**PROMPT:** Begin at the top of the records and copy each line exactly. The line containing "is extracted, or" is the last one to include.

**RECORDS SUPPLIED:**
___

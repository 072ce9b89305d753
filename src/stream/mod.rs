//! Chunked streaming XML output
//!
//! This module provides the writer side of the library:
//! - [`XmlStream`]: element/attribute/text API with nested rollback scopes
//! - [`ChunkedBuffer`]: append-only fragment storage split into chunks
//! - [`StreamConfig`]: chunk size and encoder selection
//!
//! Completed chunks either stay in memory until the text is extracted, or
//! are handed to an [`encoder`](crate::encoder) as soon as no rollback mark
//! can still reach them.

pub mod chunk;
pub mod config;
pub mod writer;

pub use chunk::{ChunkedBuffer, Fragment};
pub use config::{EncoderMode, StreamConfig, DEFAULT_CHUNK_SIZE, MAX_CHUNK_SIZE};
pub use writer::{RollbackMark, WriterState, XmlStream};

___

**PROBLEM SOLUTION:**
repository 072ce9b89305d753
filename src/stream/mod.rs
//! Chunked streaming XML output
//!
//! This module provides the writer side of the library:
//! - [`XmlStream`]: element/attribute/text API with nested rollback scopes
//! - [`ChunkedBuffer`]: append-only fragment storage split into chunks
//! - [`StreamConfig`]: chunk size and encoder selection
//!
//! Completed chunks either stay in memory until the text is extracted, or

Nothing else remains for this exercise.